| EXERCISE DETAILS |
Whenever a line in the records below holds the string "clone", copy it out.

| RECORD SET |
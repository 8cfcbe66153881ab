//! Hush Konsolen-Client – Einstiegspunkt
//!
//! Laedt die Konfiguration, initialisiert das Logging, verbindet mit dem
//! Server und liest danach Eingaben von stdin.

use std::sync::Arc;

use anyhow::Result;
use tokio::io::{AsyncBufReadExt, BufReader};

use hush_client::konsole::{Eingabe, KonsolenUi, OhneAudio};
use hush_client::logging::logging_initialisieren;
use hush_client::{ClientConfig, ConfigSettings, Session, Verbindungsdaten};
use hush_core::{Collaborators, SettingsStore};

#[tokio::main]
async fn main() -> Result<()> {
    // Konfigurationsdatei-Pfad aus Umgebungsvariable oder Standard
    let config_pfad = std::env::var("HUSH_CONFIG").unwrap_or_else(|_| "hush.toml".into());
    let config = ClientConfig::laden(&config_pfad)?;

    logging_initialisieren(&config.logging.level, &config.logging.format);

    tracing::info!(
        version = env!("CARGO_PKG_VERSION"),
        config = %config_pfad,
        "Hush Client wird initialisiert"
    );

    let settings = Arc::new(ConfigSettings::aus_config(&config));
    let collab = Collaborators {
        ui: Arc::new(KonsolenUi),
        audio: Arc::new(OhneAudio),
        settings: settings.clone(),
    };
    let session = Session::neu(
        collab,
        config.zeiten(),
        config.verbindung.client_version.clone(),
    );

    let daten = Verbindungsdaten::from(&settings.current_profile());
    if session.verbinden(daten).await.is_err() {
        // Ursache wurde bereits ausgegeben
        std::process::exit(1);
    }

    let mut zeilen = BufReader::new(tokio::io::stdin()).lines();
    loop {
        let zeile = tokio::select! {
            _ = tokio::signal::ctrl_c() => break,
            zeile = zeilen.next_line() => match zeile? {
                Some(z) => z,
                None => break,
            },
        };

        let ergebnis = match Eingabe::parsen(&zeile) {
            Eingabe::Beenden => break,
            Eingabe::Leer => continue,
            Eingabe::Chat(text) => session.chat_senden(&text).await,
            Eingabe::RaumBetreten {
                raum,
                passwort: Some(passwort),
            } => session.raum_betreten_mit_passwort(&raum, &passwort).await,
            Eingabe::RaumBetreten { raum, passwort: None } => session.raum_betreten(&raum).await,
            Eingabe::Unbekannt(befehl) => {
                println!("Unbekannter Befehl: {befehl} (/join <raum> [passwort], /quit)");
                continue;
            }
        };
        if let Err(e) = ergebnis {
            println!("[Fehler] {e}");
        }
    }

    session.trennen().await;
    tracing::info!("Hush Client beendet");
    Ok(())
}
//! hush-client – Sitzungssteuerung, Konfiguration und Konsolen-Frontend
//!
//! `Session` verbindet die Bausteine der anderen Crates: Handshake und
//! Steuerkanal aus `hush-signaling`, den Medienkanal aus `hush-voice` und
//! den Lebenszeichen-Monitor aus diesem Crate.

pub mod config;
pub mod konsole;
pub mod liveness;
pub mod logging;
pub mod session;
pub mod settings;

pub use config::{ClientConfig, SitzungsZeiten};
pub use session::{Session, Verbindungsdaten};
pub use settings::ConfigSettings;
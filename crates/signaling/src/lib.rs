//! hush-signaling – TCP-Steuerkanal und Presence
//!
//! Dieser Crate baut die Verbindung zum Chat-Server auf, fuehrt den
//! Handshake samt Schluesselaustausch durch und betreibt danach die
//! Empfangsschleife des Steuerkanals.
//!
//! ## Architektur
//!
//! ```text
//! handshake::verbinden / handshake_durchfuehren
//!     |  Connecting -> AwaitingServerInfo -> ExchangingKeys -> SyncingPresence
//!     v
//! ControlChannel (Lese-Mutex pro Frame, Stop-Watch, ActivityClock)
//!     |
//!     v
//! CommandDispatcher
//!     +-- Presence        (Raeume und Benutzer)
//!     +-- Collaborators   (UI, Audio, Einstellungen)
//!     +-- SessionSignal   (an die Sitzungssteuerung)
//! ```

pub mod aktivitaet;
pub mod channel;
pub mod dispatcher;
pub mod handshake;
pub mod presence;

// Bequeme Re-Exporte
pub use aktivitaet::ActivityClock;
pub use channel::{chat_klartext_pruefen, ControlChannel, LoopEnde, TrennErgebnis};
pub use dispatcher::CommandDispatcher;
pub use handshake::{handshake_durchfuehren, verbinden, HandshakeAnfrage, HandshakeErgebnis};
pub use presence::{Benutzer, Presence, PresenceError, Raum};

| SOLUTION |
        settings: settings.clone(),
        config.verbindung.client_version.clone(),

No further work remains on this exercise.